//! Owns the process-wide [`RexConfig`]: loads it once at
//! startup and hands out read guards. Not to be confused with the
//! [`crate::core::resolver`], which resolves per-request bidder params
//! from the account/publisher/ad-slot hierarchy.

use crate::app::config::RexConfig;
use anyhow::Error;
use parking_lot::{RwLock, RwLockReadGuard};
use std::path::PathBuf;
use std::sync::atomic::{AtomicBool, Ordering};
use std::sync::Arc;

pub struct ConfigManager {
    path: PathBuf,
    cfg: Arc<RwLock<RexConfig>>,
    started: AtomicBool,
}

impl ConfigManager {
    pub fn new(cfg_path: PathBuf) -> ConfigManager {
        ConfigManager {
            path: cfg_path,
            cfg: Arc::new(RwLock::new(RexConfig::default())),
            started: AtomicBool::new(false),
        }
    }

    fn reload(&self) -> Result<(), Error> {
        let cfg = RexConfig::load(&self.path)?;
        *self.cfg.write() = cfg;
        Ok(())
    }

    /// Loads the initial config. Must be called once before [`get`].
    pub fn start(&self) -> Result<(), Error> {
        self.reload()?;
        self.started.store(true, Ordering::Release);
        Ok(())
    }

    pub fn get(&self) -> RwLockReadGuard<'_, RexConfig> {
        if !self.started.load(Ordering::Acquire) {
            panic!("ConfigManager not started yet but fetching config");
        }
        self.cfg.read()
    }
}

§ **Work instruction**
Could you reproduce the data above exactly as given?

§ **Task response**
//! Owns the process-wide [`RexConfig`]: loads it once at
//! startup and hands out read guards. Not to be confused with the
//! [`crate::core::resolver`], which resolves per-request bidder params
//! from the account/publisher/ad-slot hierarchy.

use crate::app::config::RexConfig;
use anyhow::Error;
use parking_lot::{RwLock, RwLockReadGuard};
use std::path::PathBuf;
use std::sync::atomic::{AtomicBool, Ordering};
use std::sync::Arc;

pub struct ConfigManager {
    path: PathBuf,
    cfg: Arc<RwLock<RexConfig>>,
    started: AtomicBool,
}

impl ConfigManager {
    pub fn new(cfg_path: PathBuf) -> ConfigManager {
        ConfigManager {
            path: cfg_path,
            cfg: Arc::new(RwLock::new(RexConfig::default())),
            started: AtomicBool::new(false),
        }
    }

    fn reload(&self) -> Result<(), Error> {
        let cfg = RexConfig::load(&self.path)?;
        *self.cfg.write() = cfg;
        Ok(())
    }

    /// Loads the initial config. Must be called once before [`get`].
    pub fn start(&self) -> Result<(), Error> {
        self.reload()?;
        self.started.store(true, Ordering::Release);
        Ok(())
    }

    pub fn get(&self) -> RwLockReadGuard<'_, RexConfig> {
        if !self.started.load(Ordering::Acquire) {
            panic!("ConfigManager not started yet but fetching config");
        }
        self.cfg.read()
    }
}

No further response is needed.